Fortunately, friendly Native Americans lived in the area, and they helped the pioneers find food that was already there, including the sego lily, which had a bulblike root, something like a radish. The Indians showed the pioneers how to dig, cook, and preserve these roots.
It took a lot of sego lilies to make a meal for a family. Although most of the root bulbs were about the size of a large marble, some were only as big as green peas! Some people said that the sego lily roots tasted like a turnip, and they were apparently better when freshly prepared. One pioneer wrote in her journal that when the cooked bulbs cooled, they became thick and stringy and looked like wallpaper paste!
Some people ground the roots and mixed them with corn meal or flour, if they had it. When they had more than they needed for immediate use, they hung the roots to dry, or stored them in a cellar for later use.
The bulbs had to be dug up with a sharpened stick or a knife. It was backbreaking work, but in those first few years, it meant the difference between surviving and starving. Brigham Young said many times that the pioneers would never have lived through that terrible first winter if it had not been for the sego lilies. Eventually wheat and corn were grown, and supply trains came from the east. But in the meanwhile, the sego lily was truly a heaven-sent source of food.
For many people, the sego lily came to symbolize the qualities of the pioneers themselves. It could survive in poor soil with very little water and still produce a beautiful flower and a life-giving root. It was hardy and tough and grew with no care or attention.

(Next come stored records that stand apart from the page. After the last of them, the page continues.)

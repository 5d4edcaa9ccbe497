use eframe::egui;
use crate::core::ExtractorConfig;
use crate::gui::controller::{Notice, PlaybackController, PreviewUpdate, StatusTone};

const VIDEO_EXTENSIONS: [&str; 4] = ["mp4", "avi", "mov", "mkv"];

pub struct FrameExtractorApp {
    pub controller: PlaybackController,
    preview_texture: Option<egui::TextureHandle>,
    preview_size: egui::Vec2,
}

impl FrameExtractorApp {
    pub fn new(cc: &eframe::CreationContext<'_>, config: ExtractorConfig) -> Self {
        cc.egui_ctx.set_visuals(egui::Visuals::light());

        let preview_size = egui::vec2(config.preview_width as f32, config.preview_height as f32);
        Self {
            controller: PlaybackController::new(config).with_repaint(cc.egui_ctx.clone()),
            preview_texture: None,
            preview_size,
        }
    }

    fn pick_video_file(&mut self) {
        let Some(path) = rfd::FileDialog::new()
            .set_title("Select video file")
            .add_filter("Video files", &VIDEO_EXTENSIONS)
            .pick_file()
        else {
            return;
        };

        log::info!("Selected {}", path.display());
        self.controller.select_file(&path);
    }

    fn apply_preview_update(&mut self, ctx: &egui::Context) {
        match self.controller.take_preview_update() {
            Some(PreviewUpdate::Frame(frame)) => {
                let image = egui::ColorImage::from_rgba_unmultiplied(
                    [frame.width as usize, frame.height as usize],
                    &frame.rgba,
                );
                match &mut self.preview_texture {
                    Some(texture) => texture.set(image, egui::TextureOptions::LINEAR),
                    None => {
                        self.preview_texture =
                            Some(ctx.load_texture("preview_frame", image, egui::TextureOptions::LINEAR));
                    }
                }
            }
            Some(PreviewUpdate::Cleared) => self.preview_texture = None,
            None => {}
        }
    }

    fn show_preview(&self, ui: &mut egui::Ui) {
        ui.label("Video preview");
        egui::Frame::group(ui.style()).show(ui, |ui| match &self.preview_texture {
            Some(texture) => {
                ui.add(egui::Image::new(texture).fit_to_exact_size(self.preview_size));
            }
            None => {
                let (rect, _) = ui.allocate_exact_size(self.preview_size, egui::Sense::hover());
                ui.painter().rect_filled(rect, 0.0, egui::Color32::WHITE);
            }
        });
    }

    fn show_notices(&mut self) {
        while let Some(notice) = self.controller.take_notice() {
            let dialog = match notice {
                Notice::Completed { frames, output_dir, stopped_early } => {
                    let headline = if stopped_early { "Extraction stopped." } else { "Frames extracted successfully!" };
                    rfd::MessageDialog::new()
                        .set_level(rfd::MessageLevel::Info)
                        .set_title("Done")
                        .set_description(format!(
                            "{}\n{} frames saved to {}",
                            headline,
                            frames,
                            output_dir.display()
                        ))
                }
                Notice::Error { title, message } => rfd::MessageDialog::new()
                    .set_level(rfd::MessageLevel::Error)
                    .set_title(title)
                    .set_description(message),
            };
            let _ = dialog.set_buttons(rfd::MessageButtons::Ok).show();
        }
    }
}

impl eframe::App for FrameExtractorApp {
    fn update(&mut self, ctx: &egui::Context, _frame: &mut eframe::Frame) {
        self.controller.poll();
        self.apply_preview_update(ctx);

        let controls = self.controller.controls();

        egui::CentralPanel::default().show(ctx, |ui| {
            ui.vertical_centered_justified(|ui| {
                let select = egui::Button::new("Select video file").min_size(egui::vec2(0.0, 32.0));
                if ui.add_enabled(controls.select_enabled, select).clicked() {
                    self.pick_video_file();
                }
            });

            ui.add_space(10.0);
            ui.vertical_centered(|ui| self.show_preview(ui));
            ui.add_space(10.0);

            ui.columns(2, |columns| {
                let pause = egui::Button::new(controls.pause_label).min_size(egui::vec2(columns[0].available_width(), 28.0));
                if columns[0].add_enabled(controls.pause_enabled, pause).clicked() {
                    self.controller.toggle_pause();
                }
                let stop = egui::Button::new("Stop").min_size(egui::vec2(columns[1].available_width(), 28.0));
                if columns[1].add_enabled(controls.stop_enabled, stop).clicked() {
                    self.controller.stop();
                }
            });

            ui.add_space(10.0);
            let progress = self.controller.progress();
            ui.add(egui::ProgressBar::new(progress.fraction()).text(progress.text()));

            ui.add_space(5.0);
            let (status, tone) = self.controller.status();
            let color = match tone {
                StatusTone::Info => egui::Color32::from_rgb(30, 90, 200),
                StatusTone::Success => egui::Color32::from_rgb(40, 150, 60),
                StatusTone::Error => egui::Color32::from_rgb(200, 40, 40),
            };
            ui.vertical_centered(|ui| ui.colored_label(color, status));

            if let Some(summary) = self.controller.last_summary() {
                ui.vertical_centered(|ui| {
                    ui.small(format!(
                        "Last run: {} -> {}",
                        summary.video_path.file_name().unwrap_or_default().to_string_lossy(),
                        summary.output_dir.display()
                    ));
                });
            }
        });

        self.show_notices();

        if self.controller.state().is_active() {
            ctx.request_repaint_after(std::time::Duration::from_millis(100));
        }
    }
}
use serde::Deserialize;
use std::path::{Path, PathBuf};
use std::time::Duration;

#[derive(Debug, Clone, PartialEq, Deserialize)]
#[serde(default)]
pub struct ExtractorConfig {
    /// Overrides the `ffmpeg` found on `PATH`
    pub ffmpeg_path: Option<PathBuf>,
    /// Overrides the `ffprobe` found on `PATH`
    pub ffprobe_path: Option<PathBuf>,
    /// Pause after each written frame, approximating real-time playback
    pub frame_delay_ms: u64,
    /// Poll interval while paused
    pub pause_poll_ms: u64,
    pub preview_width: u32,
    pub preview_height: u32,
    pub jpeg_quality: u8,
}

impl Default for ExtractorConfig {
    fn default() -> Self {
        Self {
            ffmpeg_path: None,
            ffprobe_path: None,
            frame_delay_ms: 40,
            pause_poll_ms: 100,
            preview_width: 640,
            preview_height: 360,
            jpeg_quality: 95,
        }
    }
}

impl ExtractorConfig {
    /// Load the optional config file. The file is only ever read, never written.
    /// Unreadable or malformed files fall back to defaults.
    pub fn load() -> Self {
        let config_path = Self::config_path();
        if config_path.exists() {
            Self::load_from(&config_path)
        } else {
            log::info!("No config file at {}, using defaults", config_path.display());
            Self::default()
        }
    }

    pub fn load_from(config_path: &Path) -> Self {
        let content = match std::fs::read_to_string(config_path) {
            Ok(content) => content,
            Err(e) => {
                log::warn!("Failed to read config file at {}: {}, using defaults", config_path.display(), e);
                return Self::default();
            }
        };

        match serde_json::from_str::<Self>(&content) {
            Ok(config) => {
                log::info!("Loaded config from {}", config_path.display());
                config.sanitized()
            }
            Err(e) => {
                log::warn!("Config file {} has issues ({}), using defaults", config_path.display(), e);
                Self::default()
            }
        }
    }

    fn config_path() -> PathBuf {
        dirs::config_dir()
            .unwrap_or_else(|| PathBuf::from("."))
            .join("frame-extractor")
            .join("config.json")
    }

    pub fn sanitized(mut self) -> Self {
        self.jpeg_quality = self.jpeg_quality.clamp(1, 100);
        self.preview_width = self.preview_width.max(1);
        self.preview_height = self.preview_height.max(1);
        self
    }

    pub fn ffmpeg(&self) -> PathBuf {
        self.ffmpeg_path.clone().unwrap_or_else(|| PathBuf::from("ffmpeg"))
    }

    pub fn ffprobe(&self) -> PathBuf {
        self.ffprobe_path.clone().unwrap_or_else(|| PathBuf::from("ffprobe"))
    }

    pub fn frame_delay(&self) -> Duration {
        Duration::from_millis(self.frame_delay_ms)
    }

    pub fn pause_poll(&self) -> Duration {
        Duration::from_millis(self.pause_poll_ms)
    }
}
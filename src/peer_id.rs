//! `PeerId` (`Number256`): the 32-byte identifier that is simultaneously a
//! peer's Ed25519 verification key and, via a birational curve conversion,
//! its X25519 agreement key.

use curve25519_dalek::edwards::CompressedEdwardsY;

/// Size in bytes of a `PeerId`.
pub const PEER_ID_SIZE: usize = 32;

/// Size in bytes of the XOR-overlapped sender⊕recipient pack.
pub const XOR_OVERLAP_PACK_SIZE: usize = 36;

/// A 32-byte peer identifier ("Number256" in this system's data model).
///
/// In this system a `PeerId` *is* the peer's Ed25519 public key. Its use as
/// a Curve25519 agreement key is realized through
/// [`PeerId::to_x25519_public`], a lossless conversion of the same curve
/// point from twisted Edwards to Montgomery form — see DESIGN.md for why
/// this, rather than storing two unrelated keys, was chosen.
#[derive(Copy, Clone, PartialEq, Eq, Hash, PartialOrd, Ord)]
pub struct PeerId([u8; PEER_ID_SIZE]);

impl PeerId {
    #[inline(always)]
    pub const fn from_bytes(b: [u8; PEER_ID_SIZE]) -> Self {
        Self(b)
    }

    #[inline(always)]
    pub fn as_bytes(&self) -> &[u8; PEER_ID_SIZE] {
        &self.0
    }

    /// The 32-bit demultiplexing hint: the big-endian integer formed by this
    /// id's first 4 bytes. Used as the "short id" in the XOR-overlap pack.
    #[inline(always)]
    pub fn short(&self) -> u32 {
        u32::from_be_bytes([self.0[0], self.0[1], self.0[2], self.0[3]])
    }

    /// Convert this id's Ed25519 (twisted Edwards) point into its Curve25519
    /// (Montgomery) u-coordinate, for use as an X25519 agreement public key.
    ///
    /// Returns `None` if the bytes are not a valid compressed Edwards point
    /// (i.e. this is not a genuine peer identity, just arbitrary bytes).
    pub fn to_x25519_public(&self) -> Option<[u8; 32]> {
        CompressedEdwardsY(self.0).decompress().map(|p| p.to_montgomery().to_bytes())
    }

    /// Pack `sender` and `recipient` into the 36-byte XOR-overlapped form.
    ///
    /// Layout: bytes `0..4` are `sender[0..4]` untouched; bytes `4..32` are
    /// `sender[4..32] XOR recipient[0..28]`; bytes `32..36` are
    /// `recipient[28..32]` untouched.
    pub fn xor_overlapped_by4(sender: &PeerId, recipient: &PeerId) -> [u8; XOR_OVERLAP_PACK_SIZE] {
        let mut out = [0_u8; XOR_OVERLAP_PACK_SIZE];
        out[0..32].copy_from_slice(&sender.0);
        for i in 0..28 {
            out[4 + i] ^= recipient.0[i];
        }
        out[32..36].copy_from_slice(&recipient.0[28..32]);
        out
    }

    /// Recover the sender id from a 36-byte XOR-overlapped pack, given the
    /// *local* (recipient's own) id. This is the inverse of
    /// [`PeerId::xor_overlapped_by4`]: XORing the known recipient bytes back
    /// in cancels the overlap.
    ///
    /// `sender_short` is redundant with the recovered id's own `short()` —
    /// it is exposed separately purely so a receiver can key its inbound
    /// demux table off the raw packed bytes without waiting for the full
    /// reconstruction. Both must agree; mismatched short ids are a
    /// `PeerId` constructed incorrectly by the caller, so this function does
    /// not validate that invariant itself.
    pub fn de_xor_overlapped_by4(local_recipient: &PeerId, packed: &[u8; XOR_OVERLAP_PACK_SIZE], _sender_short: u32) -> PeerId {
        let mut sender = [0_u8; PEER_ID_SIZE];
        for i in 0..PEER_ID_SIZE {
            let overlap = if i >= 4 { local_recipient.0[i - 4] } else { 0 };
            sender[i] = packed[i] ^ overlap;
        }
        PeerId(sender)
    }

    /// The recipient short id embedded at the end of a packed id: the
    /// big-endian integer at offset 32..36.
    #[inline(always)]
    pub fn recipient_short_from_pack(packed: &[u8; XOR_OVERLAP_PACK_SIZE]) -> u32 {
        u32::from_be_bytes([packed[32], packed[33], packed[34], packed[35]])
    }

    /// The sender short id embedded at the start of a packed id: the
    /// big-endian integer at offset 0..4.
    #[inline(always)]
    pub fn sender_short_from_pack(packed: &[u8; XOR_OVERLAP_PACK_SIZE]) -> u32 {
        u32::from_be_bytes([packed[0], packed[1], packed[2], packed[3]])
    }
}

impl core::fmt::Debug for PeerId {
    fn fmt(&self, f: &mut core::fmt::Formatter<'_>) -> core::fmt::Result {
        for b in &self.0[0..4] {
            write!(f, "{:02x}", b)?;
        }
        write!(f, "..")
    }
}

#[cfg(test)]
mod tests {
    use super::*;

    fn id(fill: u8) -> PeerId {
        PeerId([fill; PEER_ID_SIZE])
    }

    #[test]
    fn xor_overlap_pack_layout_for_repeated_fill_bytes() {
        // sender = 0x01 repeated, recipient = 0x02 repeated.
        let sender = id(0x01);
        let recipient = id(0x02);
        let packed = PeerId::xor_overlapped_by4(&sender, &recipient);
        assert_eq!(&packed[0..4], &[0x01, 0x01, 0x01, 0x01]);
        assert_eq!(&packed[4..32], &[0x03_u8; 28][..]);
        assert_eq!(&packed[32..36], &[0x02, 0x02, 0x02, 0x02]);
    }

    #[test]
    fn xor_overlap_round_trips_for_arbitrary_pairs() {
        let cases: [(u8, u8); 5] = [(0x01, 0x02), (0x00, 0xff), (0xaa, 0x55), (0x7f, 0x80), (0x11, 0xee)];
        for (a_fill, b_fill) in cases {
            let a = id(a_fill);
            let b = id(b_fill);
            let packed = PeerId::xor_overlapped_by4(&b, &a);
            let recovered = PeerId::de_xor_overlapped_by4(&a, &packed, b.short());
            assert_eq!(recovered, b, "failed for fills {a_fill:#x}/{b_fill:#x}");
        }
    }

    #[test]
    fn xor_overlap_round_trips_for_non_uniform_bytes() {
        let mut sender_bytes = [0_u8; PEER_ID_SIZE];
        let mut recipient_bytes = [0_u8; PEER_ID_SIZE];
        for i in 0..PEER_ID_SIZE {
            sender_bytes[i] = (i as u8).wrapping_mul(7).wrapping_add(3);
            recipient_bytes[i] = (i as u8).wrapping_mul(13).wrapping_add(41);
        }
        let sender = PeerId(sender_bytes);
        let recipient = PeerId(recipient_bytes);
        let packed = PeerId::xor_overlapped_by4(&sender, &recipient);
        let recovered = PeerId::de_xor_overlapped_by4(&recipient, &packed, sender.short());
        assert_eq!(recovered, sender);
        assert_eq!(PeerId::recipient_short_from_pack(&packed), recipient.short());
        assert_eq!(PeerId::sender_short_from_pack(&packed), sender.short());
    }

    #[test]
    fn short_id_is_leading_four_bytes_big_endian() {
        let p = PeerId([0x0a, 0x0b, 0x0c, 0x0d, 0, 0, 0, 0, 0, 0, 0, 0, 0, 0, 0, 0, 0, 0, 0, 0, 0, 0, 0, 0, 0, 0, 0, 0, 0, 0, 0, 0]);
        assert_eq!(p.short(), 0x0a0b0c0d);
    }
}
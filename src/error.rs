//! Errors surfaced by the codec.
//!
//! Signature failure is deliberately absent here: it is not an exceptional
//! return, it is data — see [`crate::message::Message::done`].

/// Errors that can occur while encoding or decoding a datagram.
///
/// None of these are retried inside the codec; callers decide their own
/// recovery policy for each variant.
pub enum CodecError {
    /// The supplied buffer is smaller than `HEADER_SIZE_MIN` (156 bytes) on
    /// encode, or the inbound datagram is shorter than that on decode.
    BufferTooSmall,

    /// `decode_header` could not resolve the recipient short id via
    /// [`crate::manager::PeerAddressManager::get_peer_address_from_short_id`].
    /// The datagram is either misdirected or our key material has expired.
    UnknownRecipient,

    /// `encode` could not resolve the sender's own private key via
    /// [`crate::manager::PeerAddressManager::get_peer_address_from_id`].
    UnknownSender,

    /// An X25519, ChaCha20, or Ed25519 primitive failed in a way that is not
    /// itself meaningful data (as opposed to a failed signature check, which
    /// is surfaced via `Message::done`).
    CryptoFailure,

    /// The inner `PeerAddress` embedded in the encrypted region could not be
    /// parsed.
    MalformedPeerAddress,
}

impl core::fmt::Display for CodecError {
    fn fmt(&self, f: &mut core::fmt::Formatter<'_>) -> core::fmt::Result {
        match self {
            Self::BufferTooSmall => f.write_str("buffer too small for a valid datagram"),
            Self::UnknownRecipient => f.write_str("unknown recipient short id"),
            Self::UnknownSender => f.write_str("unknown sender: no private key on file"),
            Self::CryptoFailure => f.write_str("cryptographic primitive failed"),
            Self::MalformedPeerAddress => f.write_str("malformed peer address in encrypted region"),
        }
    }
}

impl core::fmt::Debug for CodecError {
    fn fmt(&self, f: &mut core::fmt::Formatter<'_>) -> core::fmt::Result {
        core::fmt::Display::fmt(self, f)
    }
}

impl std::error::Error for CodecError {}
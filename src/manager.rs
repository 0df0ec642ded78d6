//! The one contract the codec needs from the rest of the system: resolving
//! a short id or a full `PeerId` to an address and the key material needed
//! to encrypt or verify for it.
//!
//! A `parking_lot`-guarded, read-mostly map queried far more often than it
//! is written.

use std::collections::HashMap;

use parking_lot::RwLock;

use crate::crypto::PeerSecretKey;
use crate::error::CodecError;
use crate::peer_address::PeerAddress;
use crate::peer_id::PeerId;

/// Resolves peers by short id (for inbound demux) or by full id (for
/// outbound key lookup). Implementations are expected to be cheap to call
/// from the hot decode/encode path; the production implementation is a
/// `parking_lot::RwLock`-guarded table, not a blocking network call.
pub trait PeerAddressManager {
    /// Resolve the 32-bit short id embedded in an inbound XOR-overlap pack
    /// to the full peer address and its signing key. Returns
    /// [`CodecError::UnknownRecipient`] when this host does not recognize
    /// the short id as one of its own.
    fn get_peer_address_from_short_id(&self, short_id: u32) -> Result<(PeerAddress, PeerSecretKey), CodecError>;

    /// Resolve a full `PeerId` to its address and signing key. Returns
    /// [`CodecError::UnknownSender`] when encoding a message to/from a peer
    /// this host has no key material for.
    fn get_peer_address_from_id(&self, id: &PeerId) -> Result<(PeerAddress, PeerSecretKey), CodecError>;
}

/// An in-memory `PeerAddressManager` double, used by this crate's own tests
/// and available to callers that want a working manager without standing up
/// real peer storage.
#[derive(Default)]
pub struct InMemoryPeerAddressManager {
    by_id: RwLock<HashMap<PeerId, (PeerAddress, [u8; 32])>>,
}

impl InMemoryPeerAddressManager {
    pub fn new() -> Self {
        Self::default()
    }

    pub fn insert(&self, address: PeerAddress, secret: &PeerSecretKey) {
        let id = secret.peer_id();
        self.by_id.write().insert(id, (address, secret_bytes(secret)));
    }
}

/// `ed25519_dalek::SigningKey` does not expose its bytes through a public
/// safe accessor outside of `to_bytes`, so this helper keeps the one
/// `to_bytes()` call site in one place.
fn secret_bytes(secret: &PeerSecretKey) -> [u8; 32] {
    secret.to_bytes()
}

impl PeerAddressManager for InMemoryPeerAddressManager {
    fn get_peer_address_from_short_id(&self, short_id: u32) -> Result<(PeerAddress, PeerSecretKey), CodecError> {
        let table = self.by_id.read();
        table
            .iter()
            .find(|(id, _)| id.short() == short_id)
            .map(|(_, (addr, secret))| (addr.clone(), PeerSecretKey::from_bytes(secret)))
            .ok_or(CodecError::UnknownRecipient)
    }

    fn get_peer_address_from_id(&self, id: &PeerId) -> Result<(PeerAddress, PeerSecretKey), CodecError> {
        let table = self.by_id.read();
        table
            .get(id)
            .map(|(addr, secret)| (addr.clone(), PeerSecretKey::from_bytes(secret)))
            .ok_or(CodecError::UnknownSender)
    }
}
//! Cryptographic primitives behind the codec, gathered behind a small
//! injectable facade so tests can swap in deterministic doubles without
//! touching the wire-format code in `codec`.
//!
//! A thin set of capabilities the protocol code calls through, with one
//! production implementation backed by real primitives.

use chacha20::cipher::{KeyIvInit, StreamCipher};
use chacha20::ChaCha20;
use ed25519_dalek::{hazmat::ExpandedSecretKey, Signature, Signer, SigningKey, Verifier, VerifyingKey};
use rand_core::{OsRng, RngCore};
use x25519_dalek::{PublicKey, StaticSecret};
use zeroize::{Zeroize, ZeroizeOnDrop};

use crate::error::CodecError;
use crate::peer_id::PeerId;

/// A peer's long-lived keypair: an Ed25519 signing key whose public point
/// doubles, via birational conversion, as an X25519 agreement key.
pub struct PeerSecretKey(SigningKey);

impl PeerSecretKey {
    pub fn generate() -> Self {
        Self(SigningKey::generate(&mut OsRng))
    }

    pub fn from_bytes(b: &[u8; 32]) -> Self {
        Self(SigningKey::from_bytes(b))
    }

    pub fn to_bytes(&self) -> [u8; 32] {
        self.0.to_bytes()
    }

    pub fn peer_id(&self) -> PeerId {
        PeerId::from_bytes(self.0.verifying_key().to_bytes())
    }

    /// The clamped X25519 scalar backing this key's Ed25519 signatures,
    /// reused verbatim as the static Diffie-Hellman secret. Ed25519 and
    /// X25519 clamping are bit-identical, so no re-derivation is needed.
    fn x25519_static_secret(&self) -> StaticSecret {
        let expanded = ExpandedSecretKey::from(&self.0);
        StaticSecret::from(expanded.scalar.to_bytes())
    }

    fn sign(&self, message: &[u8]) -> [u8; 64] {
        self.0.sign(message).to_bytes()
    }
}

/// A single-use X25519 keypair generated fresh for one outbound message and
/// retained by the caller across a request/reply pair for the 0-RTT rule.
#[derive(Clone, Zeroize, ZeroizeOnDrop)]
pub struct EphemeralKeyPair {
    secret: [u8; 32],
    #[zeroize(skip)]
    public: [u8; 32],
}

impl EphemeralKeyPair {
    pub fn generate() -> Self {
        let secret = StaticSecret::random_from_rng(OsRng);
        let public = PublicKey::from(&secret);
        Self { secret: secret.to_bytes(), public: public.to_bytes() }
    }

    #[inline(always)]
    pub fn public_bytes(&self) -> [u8; 32] {
        self.public
    }
}

/// A raw X25519 shared secret, used directly as the ChaCha20 key with no
/// KDF step: every message uses a freshly generated ephemeral key, so the
/// secret is never reused across more than the one encrypt/decrypt it was
/// computed for.
#[derive(Zeroize, ZeroizeOnDrop)]
pub struct SharedSecret([u8; 32]);

/// The capabilities the codec needs from the cryptographic layer, factored
/// out so test code can substitute a deterministic double for scenarios
/// that need reproducible ciphertext.
pub trait CryptoSuite {
    /// Diffie-Hellman using a peer's long-lived static scalar against an
    /// arbitrary raw Montgomery public key (used when decoding a request:
    /// the recipient's own static key against the sender's embedded
    /// ephemeral public key).
    fn diffie_hellman_static(&self, local: &PeerSecretKey, remote_public: &[u8; 32]) -> Result<SharedSecret, CodecError>;
    /// Diffie-Hellman using a freshly generated ephemeral scalar (used on
    /// every encode, and when decoding a reply against one's own retained
    /// ephemeral key).
    fn diffie_hellman_ephemeral(&self, local: &EphemeralKeyPair, remote_public: &[u8; 32]) -> Result<SharedSecret, CodecError>;
    fn apply_keystream(&self, secret: &SharedSecret, message_id: u32, data: &mut [u8]);
    fn sign(&self, local: &PeerSecretKey, signed_region: &[u8]) -> [u8; 64];
    fn verify(&self, signer: &PeerId, signed_region: &[u8], signature: &[u8; 64]) -> bool;
}

/// Production implementation backed by `x25519-dalek`, `ed25519-dalek`, and
/// `chacha20`.
#[derive(Default)]
pub struct DefaultCryptoSuite;

impl DefaultCryptoSuite {
    fn nonce_for(message_id: u32) -> [u8; 12] {
        let mut nonce = [0_u8; 12];
        nonce[0..4].copy_from_slice(&message_id.to_be_bytes());
        nonce
    }
}

impl CryptoSuite for DefaultCryptoSuite {
    fn diffie_hellman_static(&self, local: &PeerSecretKey, remote_public: &[u8; 32]) -> Result<SharedSecret, CodecError> {
        let shared = local.x25519_static_secret().diffie_hellman(&PublicKey::from(*remote_public));
        Ok(SharedSecret(shared.to_bytes()))
    }

    fn diffie_hellman_ephemeral(&self, local: &EphemeralKeyPair, remote_public: &[u8; 32]) -> Result<SharedSecret, CodecError> {
        let secret = StaticSecret::from(local.secret);
        let shared = secret.diffie_hellman(&PublicKey::from(*remote_public));
        Ok(SharedSecret(shared.to_bytes()))
    }

    fn apply_keystream(&self, secret: &SharedSecret, message_id: u32, data: &mut [u8]) {
        let mut cipher = ChaCha20::new(&secret.0.into(), &Self::nonce_for(message_id).into());
        cipher.apply_keystream(data);
    }

    fn sign(&self, local: &PeerSecretKey, signed_region: &[u8]) -> [u8; 64] {
        local.sign(signed_region)
    }

    fn verify(&self, signer: &PeerId, signed_region: &[u8], signature: &[u8; 64]) -> bool {
        let Ok(verifying_key) = VerifyingKey::from_bytes(signer.as_bytes()) else {
            return false;
        };
        let signature = Signature::from_bytes(signature);
        verifying_key.verify(signed_region, &signature).is_ok()
    }
}

/// Fills `out` with cryptographically random bytes, used by callers that
/// need to mint fresh message ids.
pub fn random_bytes(out: &mut [u8]) {
    OsRng.fill_bytes(out);
}

#[cfg(test)]
mod tests {
    use super::*;

    #[test]
    fn static_and_ephemeral_agreement_cross_the_edwards_montgomery_conversion() {
        let alice = PeerSecretKey::generate();
        let bob_ephemeral = EphemeralKeyPair::generate();
        let suite = DefaultCryptoSuite;

        let alice_x25519_public = alice.peer_id().to_x25519_public().unwrap();
        let from_bob = suite.diffie_hellman_ephemeral(&bob_ephemeral, &alice_x25519_public).unwrap();
        let from_alice = suite.diffie_hellman_static(&alice, &bob_ephemeral.public_bytes()).unwrap();
        assert_eq!(from_bob.0, from_alice.0);
    }

    #[test]
    fn sign_and_verify_round_trip() {
        let key = PeerSecretKey::generate();
        let suite = DefaultCryptoSuite;
        let region = b"signed region bytes";
        let sig = suite.sign(&key, region);
        assert!(suite.verify(&key.peer_id(), region, &sig));
    }

    #[test]
    fn tampered_signed_region_fails_verification() {
        let key = PeerSecretKey::generate();
        let suite = DefaultCryptoSuite;
        let sig = suite.sign(&key, b"original");
        assert!(!suite.verify(&key.peer_id(), b"tampered!", &sig));
    }

    #[test]
    fn keystream_round_trips_through_encrypt_decrypt() {
        let suite = DefaultCryptoSuite;
        let secret = SharedSecret([7_u8; 32]);
        let mut data = b"hello world plaintext".to_vec();
        let original = data.clone();
        suite.apply_keystream(&secret, 42, &mut data);
        assert_ne!(data, original);
        suite.apply_keystream(&secret, 42, &mut data);
        assert_eq!(data, original);
    }
}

While not nearly as plentiful as it was in pioneer days, the sego lily is still found in some valleys and foothills throughout the area that was once known as the Utah Territory, which includes all of present-day Utah and Idaho, and parts of Nevada, Wyoming, and Arizona.
In 1911, the Utah Legislature formally designated the sego lily as the state flower. This was a fitting gesture of respect for the humble plant that was literally a lifesaver to the Latter-day Saint pioneers.